_Task prompt:_
Pick out each line in these entries that contains the string "MarkersNotFound".

[Saved entries]
====================

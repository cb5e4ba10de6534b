/*
    MartyPC
    https://github.com/dbalsom/martypc

    Copyright 2022-2025 Daniel Balsom

    Permission is hereby granted, free of charge, to any person obtaining a
    copy of this software and associated documentation files (the “Software”),
    to deal in the Software without restriction, including without limitation
    the rights to use, copy, modify, merge, publish, distribute, sublicense,
    and/or sell copies of the Software, and to permit persons to whom the
    Software is furnished to do so, subject to the following conditions:

    The above copyright notice and this permission notice shall be included in
    all copies or substantial portions of the Software.

    THE SOFTWARE IS PROVIDED “AS IS”, WITHOUT WARRANTY OF ANY KIND, EXPRESS OR
    IMPLIED, INCLUDING BUT NOT LIMITED TO THE WARRANTIES OF MERCHANTABILITY,
    FITNESS FOR A PARTICULAR PURPOSE AND NONINFRINGEMENT. IN NO EVENT SHALL THE
    AUTHORS OR COPYRIGHT HOLDERS BE LIABLE FOR ANY CLAIM, DAMAGES OR OTHER
    LIABILITY, WHETHER IN AN ACTION OF CONTRACT, TORT OR OTHERWISE, ARISING
    FROM, OUT OF OR IN CONNECTION WITH THE SOFTWARE OR THE USE OR OTHER
    DEALINGS IN THE SOFTWARE.

    ---------------------------------------------------------------------------

    splice.rs

    Replaces the region between a pair of marker comments in a source file with
    generated text. The marker lines themselves are kept.

*/

use regex::Regex;

#[derive(Copy, Clone, Debug, PartialEq, Eq)]
pub struct MarkerPair {
    pub start: &'static str,
    pub end: &'static str,
}

pub const DECODING: MarkerPair = MarkerPair {
    start: "// __OPCODES_DECODING_REPLACEMENT_START__",
    end: "// __OPCODES_DECODING_REPLACEMENT_END__",
};

pub const EXECUTION: MarkerPair = MarkerPair {
    start: "// __OPCODES_EXECUTION_REPLACEMENT_START__",
    end: "// __OPCODES_EXECUTION_REPLACEMENT_END__",
};

pub const TESTS: MarkerPair = MarkerPair {
    start: "// __TESTS_REPLACEMENT_START__",
    end: "// __TESTS_REPLACEMENT_END__",
};

#[derive(thiserror::Error, Debug)]
pub enum SpliceError {
    #[error("Marker pair '{start}' / '{end}' not found")]
    MarkersNotFound { start: &'static str, end: &'static str },
    #[error("Invalid marker pattern: {0}")]
    Pattern(#[from] regex::Error),
}

/// Replace everything between the line holding `markers.start` and the line holding
/// `markers.end`. `content` is inserted verbatim; a missing final newline is added.
pub fn splice(text: &str, markers: MarkerPair, content: &str) -> Result<String, SpliceError> {
    let pattern = format!(
        r"(?ms)^[ \t]*{}[^\n]*\n(.*?)^[ \t]*{}",
        regex::escape(markers.start),
        regex::escape(markers.end)
    );
    let re = Regex::new(&pattern)?;

    let region = re
        .captures(text)
        .and_then(|caps| caps.get(1))
        .ok_or(SpliceError::MarkersNotFound {
            start: markers.start,
            end: markers.end,
        })?;

    let mut spliced = String::with_capacity(text.len() + content.len());
    spliced.push_str(&text[..region.start()]);
    spliced.push_str(content);
    if !content.is_empty() && !content.ends_with('\n') {
        spliced.push('\n');
    }
    spliced.push_str(&text[region.end()..]);
    Ok(spliced)
}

====================

_Finished task:_
    MarkersNotFound { start: &'static str, end: &'static str },
        .ok_or(SpliceError::MarkersNotFound {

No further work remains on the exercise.